> **WORK TO COMPLETE**:
Write out the following listing's lines from the one with "let flattened = segments" to the one with "let mut inertia = min_inertia;", exactly, with both included and no others.

> **INPUT RECORDS**:
//! Segmentation of a labeled series
//!
//! A segment is a maximal run of consecutive buckets sharing one cluster label. Segments only
//! hold positions into the series they were computed from, they do not own any data.
use std::ops::Range;

use ndarray::{Array2, Axis};
#[cfg(feature = "serde")]
use serde_crate::{Deserialize, Serialize};

use crate::dataset::{Float, TimeSeries};
use crate::traits::Transformer;

/// A run of same-labeled buckets starting at position `start`
#[cfg_attr(
    feature = "serde",
    derive(Serialize, Deserialize),
    serde(crate = "serde_crate")
)]
#[derive(Debug, Clone, Copy, PartialEq, Eq)]
pub struct Segment {
    pub label: Option<usize>,
    pub start: usize,
    pub len: usize,
}

impl Segment {
    /// Position of the middle bucket, `start + len / 2`
    pub fn representative(&self) -> usize {
        self.start + self.len / 2
    }

    /// Positions of all buckets of this segment
    pub fn range(&self) -> Range<usize> {
        self.start..self.start + self.len
    }
}

/// Splits a labeled series into segments
///
/// ```
/// use chrono::{Duration, NaiveDate};
/// use ndarray::{array, Array2};
/// use trafficseg::dataset::TimeSeries;
/// use trafficseg::segment::SegmentSampler;
/// use trafficseg::traits::Transformer;
///
/// let t0 = NaiveDate::from_ymd_opt(2025, 1, 1).unwrap().and_hms_opt(0, 0, 0).unwrap();
/// let series = TimeSeries::new(
///     (0..5).map(|i| t0 + Duration::minutes(i)).collect(),
///     Array2::<f64>::zeros((5, 1)),
/// )
/// .unwrap()
/// .with_labels(array![Some(0), Some(0), Some(1), Some(1), Some(0)])
/// .unwrap();
///
/// let segments: Vec<_> = SegmentSampler.transform(&series);
/// assert_eq!(segments.len(), 3);
/// assert_eq!(segments[1].representative(), 3);
/// ```
#[derive(Debug, Clone, Copy, Default)]
pub struct SegmentSampler;

impl SegmentSampler {
    /// Gather the vectors of the segment representatives, one row per segment
    pub fn representatives<F: Float>(series: &TimeSeries<F>, segments: &[Segment]) -> Array2<F> {
        let indices = segments
            .iter()
            .map(Segment::representative)
            .collect::<Vec<_>>();

        series.records().select(Axis(0), &indices)
    }
}

impl<'a, F: Float> Transformer<&'a TimeSeries<F>, Vec<Segment>> for SegmentSampler {
    fn transform(&self, series: &'a TimeSeries<F>) -> Vec<Segment> {
        let mut segments: Vec<Segment> = Vec::new();
        for (idx, label) in series.labels().iter().enumerate() {
            match segments.last_mut() {
                Some(segment) if segment.label == *label => segment.len += 1,
                _ => segments.push(Segment {
                    label: *label,
                    start: idx,
                    len: 1,
                }),
            }
        }

        log::debug!(
            "split {} buckets into {} segments",
            series.len(),
            segments.len()
        );

        segments
    }
}

#[cfg(test)]
mod tests {
    use super::*;
    use chrono::{Duration, NaiveDate, NaiveDateTime};
    use ndarray::{array, Array1};

    fn labeled(labels: Vec<Option<usize>>) -> TimeSeries<f64> {
        let t0: NaiveDateTime = NaiveDate::from_ymd_opt(2025, 1, 1)
            .unwrap()
            .and_hms_opt(0, 0, 0)
            .unwrap();
        let n = labels.len();
        let records = Array2::from_shape_fn((n, 2), |(i, j)| (i * 2 + j) as f64);

        TimeSeries::new((0..n as i64).map(|i| t0 + Duration::minutes(i)).collect(), records)
            .unwrap()
            .with_labels(Array1::from(labels))
            .unwrap()
    }

    #[test]
    fn segments_cover_the_series_in_order() {
        let labels = vec![Some(0), Some(0), Some(2), None, None, Some(2), Some(0)];
        let series = labeled(labels.clone());

        let segments: Vec<Segment> = SegmentSampler.transform(&series);
        let flattened = segments
            .iter()
            .flat_map(|segment| segment.range().map(move |_| segment.label))
            .collect::<Vec<_>>();
        assert_eq!(flattened, labels);

        let changes = labels.windows(2).filter(|w| w[0] != w[1]).count();
        assert_eq!(segments.len(), changes + 1);
    }

    #[test]
    fn representative_is_the_middle_bucket() {
        let series = labeled(vec![Some(1); 4]);
        let segments: Vec<Segment> = SegmentSampler.transform(&series);

        assert_eq!(
            segments,
            vec![Segment {
                label: Some(1),
                start: 0,
                len: 4
            }]
        );
        assert_eq!(segments[0].representative(), 2);
        assert_eq!(
            SegmentSampler::representatives(&series, &segments),
            array![[4.0, 5.0]]
        );
    }

    #[test]
    fn empty_series_has_no_segments() {
        let series = labeled(vec![]);
        let segments: Vec<Segment> = SegmentSampler.transform(&series);
        assert!(segments.is_empty());
    }
}
impl<F: Float, R: Rng + Clone, DA: Data<Elem = F>, D: Distance<F>>
    Fit<ArrayBase<DA, Ix2>, KMeansError> for KMeansValidParams<F, R, D>
{
    type Object = KMeans<F, D>;

    /// Given an input matrix `observations`, with shape `(n_observations, n_features)`,
    /// `fit` identifies `n_clusters` centroids based on the training data distribution.
    ///
    /// Fails with `InsufficientData` if there are fewer observations than clusters.
    fn fit(&self, observations: &ArrayBase<DA, Ix2>) -> Result<Self::Object, KMeansError> {
        let n_samples = observations.nrows();
        if n_samples < self.n_clusters() {
            return Err(trafficseg::Error::InsufficientData {
                required: self.n_clusters(),
                actual: n_samples,
            }
            .into());
        }

        let mut rng = self.rng().clone();
        let observations = observations.view();

        let mut min_inertia = F::infinity();
        let mut best_centroids = None;
        let mut best_iter = None;
        let mut memberships = Array1::zeros(n_samples);
        let mut dists = Array1::zeros(n_samples);

        for _ in 0..self.n_runs() {
            let mut inertia = min_inertia;
            let mut centroids =
                self.init_method()
                    .run(self.dist_fn(), self.n_clusters(), observations, &mut rng);
            let mut converged_iter: Option<u64> = None;
            for n_iter in 0..self.max_n_iterations() {
                update_memberships_and_dists(
                    self.dist_fn(),
                    &centroids,
                    &observations,
                    &mut memberships,
                    &mut dists,
                );
                let new_centroids = compute_centroids(&centroids, &observations, &memberships);
                inertia = dists.sum();
                let distance = centroid_shift(self.dist_fn(), &centroids, &new_centroids);
                centroids = new_centroids;
                if distance < self.tolerance() {
                    converged_iter = Some(n_iter);
                    break;
                }
            }

            // We keep the centroids which minimize the inertia (defined as the sum of
            // the distances of the closest centroid for all observations)
            // over the n runs of the KMeans algorithm.
            if inertia < min_inertia {
                min_inertia = inertia;
                best_centroids = Some(centroids.clone());
                best_iter = converged_iter;
            }
        }

        let centroids = best_centroids.ok_or(KMeansError::NonFiniteInertia)?;
        match best_iter {
            Some(n_iter) => log::debug!("k-means converged after {} iterations", n_iter + 1),
            None => log::warn!(
                "k-means did not converge within {} iterations, keeping the best centroids",
                self.max_n_iterations()
            ),
        }

        update_memberships_and_dists(
            self.dist_fn(),
            &centroids,
            &observations,
            &mut memberships,
            &mut dists,
        );
        let mut cluster_count = Array1::zeros(self.n_clusters());
        memberships
            .iter()
            .for_each(|&c| cluster_count[c] += F::one());

        Ok(KMeans {
            centroids,
            cluster_count,
            inertia: dists.sum() / F::cast(n_samples),
            dist_fn: self.dist_fn().clone(),
        })
    }
}
//! Common metrics for clustering
use std::collections::BTreeMap;

use ndarray::{ArrayBase, ArrayView1, Data, Ix1, Ix2};
use trafficseg::{Error, Float, Result};
use trafficseg_nn::distance::Distance;

/// Evaluates the quality of a clustering
pub trait SilhouetteScore<F> {
    /// Evaluates the quality of a clustering.
    ///
    /// Given a clustered dataset, the silhouette score for each sample is computed as the
    /// relative difference between the average distance of the sample to other samples in the
    /// same cluster and the minimum average distance of the sample to samples in another cluster.
    /// This value goes from -1 to +1 when the point is respectively closer (in average) to points
    /// in another cluster and to points in its own cluster. A sample alone in its cluster scores
    /// zero.
    ///
    /// Noise points take no part in the score, neither as samples nor as neighbours. The score of
    /// the clustering is the mean over all labeled samples, or one if there is a single cluster.
    fn silhouette_score(&self, labels: ArrayView1<Option<usize>>) -> Result<F>;
}

struct DistanceCount<F> {
    total_distance: F,
    count: usize,
}

impl<F: Float> DistanceCount<F> {
    fn new(count: usize) -> DistanceCount<F> {
        DistanceCount {
            total_distance: F::zero(),
            count,
        }
    }

    /// Sets the total distance from the sample to this cluster to zero
    fn reset(&mut self) {
        self.total_distance = F::zero();
    }

    /// Divides the total distance from the sample to this cluster by the number of samples in the cluster
    fn mean_distance(&self) -> F {
        self.total_distance / F::cast(self.count)
    }

    /// To be used in the cluster in which the sample is located. The distance from the sample to
    /// itself is zero so it does not get added to the total distance, we divide by the number of
    /// other samples instead.
    fn same_label_mean_distance(&self) -> F {
        if self.count == 1 {
            return F::zero();
        }
        self.total_distance / F::cast(self.count - 1)
    }
}

/// Records paired with the distance function used to compare them
pub struct WithDistance<'a, S: Data, D> {
    records: &'a ArrayBase<S, Ix2>,
    dist_fn: D,
}

impl<'a, F: Float, S: Data<Elem = F>, D: Distance<F>> WithDistance<'a, S, D> {
    pub fn new(records: &'a ArrayBase<S, Ix2>, dist_fn: D) -> Self {
        WithDistance { records, dist_fn }
    }
}

impl<'a, F: Float, S: Data<Elem = F>, D: Distance<F>> SilhouetteScore<F>
    for WithDistance<'a, S, D>
{
    fn silhouette_score(&self, labels: ArrayView1<Option<usize>>) -> Result<F> {
        silhouette(self.records, &labels, &self.dist_fn)
    }
}

fn silhouette<F: Float, D: Distance<F>>(
    records: &ArrayBase<impl Data<Elem = F>, Ix2>,
    labels: &ArrayBase<impl Data<Elem = Option<usize>>, Ix1>,
    dist_fn: &D,
) -> Result<F> {
    if records.nrows() != labels.len() {
        return Err(Error::ShapeMismatch {
            expected: records.nrows(),
            found: labels.len(),
        });
    }

    let labeled = labels
        .iter()
        .enumerate()
        .filter_map(|(idx, label)| label.map(|label| (idx, label)))
        .collect::<Vec<_>>();
    if labeled.is_empty() {
        return Err(Error::InsufficientData {
            required: 1,
            actual: 0,
        });
    }

    let mut clusters: BTreeMap<usize, DistanceCount<F>> = BTreeMap::new();
    for &(_, label) in &labeled {
        clusters
            .entry(label)
            .or_insert_with(|| DistanceCount::new(0))
            .count += 1;
    }

    // Single label dataset, all points are in the same cluster.
    if clusters.len() == 1 {
        return Ok(F::one());
    }

    let score = labeled
        .iter()
        .map(|&(idx, label)| {
            for &(other, other_label) in &labeled {
                if let Some(counter) = clusters.get_mut(&other_label) {
                    counter.total_distance += dist_fn.distance(records.row(idx), records.row(other));
                }
            }

            // average distance from the sample to points in its cluster
            let mut a_x = F::zero();
            let mut alone = false;
            // minimum average distance from the sample to another cluster
            let mut b_x: Option<F> = None;
            for (&cluster, counter) in clusters.iter_mut() {
                if cluster == label {
                    a_x = counter.same_label_mean_distance();
                    alone = counter.count == 1;
                } else {
                    let mean = counter.mean_distance();
                    b_x = Some(b_x.map_or(mean, |b| if mean < b { mean } else { b }));
                }
                counter.reset();
            }
            // there are at least two clusters, so `b_x` is always set
            let b_x = b_x.unwrap_or_else(F::zero);

            let max = if a_x > b_x { a_x } else { b_x };
            if alone || max.is_zero() {
                F::zero()
            } else {
                (b_x - a_x) / max
            }
        })
        .sum::<F>();

    Ok(score / F::cast(labeled.len()))
}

> **EXPECTED OUTPUT**:
        let flattened = segments
            .iter()
            .flat_map(|segment| segment.range().map(move |_| segment.label))
            .collect::<Vec<_>>();
        assert_eq!(flattened, labels);

        let changes = labels.windows(2).filter(|w| w[0] != w[1]).count();
        assert_eq!(segments.len(), changes + 1);
    }

    #[test]
    fn representative_is_the_middle_bucket() {
        let series = labeled(vec![Some(1); 4]);
        let segments: Vec<Segment> = SegmentSampler.transform(&series);

        assert_eq!(
            segments,
            vec![Segment {
                label: Some(1),
                start: 0,
                len: 4
            }]
        );
        assert_eq!(segments[0].representative(), 2);
        assert_eq!(
            SegmentSampler::representatives(&series, &segments),
            array![[4.0, 5.0]]
        );
    }

    #[test]
    fn empty_series_has_no_segments() {
        let series = labeled(vec![]);
        let segments: Vec<Segment> = SegmentSampler.transform(&series);
        assert!(segments.is_empty());
    }
}
impl<F: Float, R: Rng + Clone, DA: Data<Elem = F>, D: Distance<F>>
    Fit<ArrayBase<DA, Ix2>, KMeansError> for KMeansValidParams<F, R, D>
{
    type Object = KMeans<F, D>;

    /// Given an input matrix `observations`, with shape `(n_observations, n_features)`,
    /// `fit` identifies `n_clusters` centroids based on the training data distribution.
    ///
    /// Fails with `InsufficientData` if there are fewer observations than clusters.
    fn fit(&self, observations: &ArrayBase<DA, Ix2>) -> Result<Self::Object, KMeansError> {
        let n_samples = observations.nrows();
        if n_samples < self.n_clusters() {
            return Err(trafficseg::Error::InsufficientData {
                required: self.n_clusters(),
                actual: n_samples,
            }
            .into());
        }

        let mut rng = self.rng().clone();
        let observations = observations.view();

        let mut min_inertia = F::infinity();
        let mut best_centroids = None;
        let mut best_iter = None;
        let mut memberships = Array1::zeros(n_samples);
        let mut dists = Array1::zeros(n_samples);

        for _ in 0..self.n_runs() {
            let mut inertia = min_inertia;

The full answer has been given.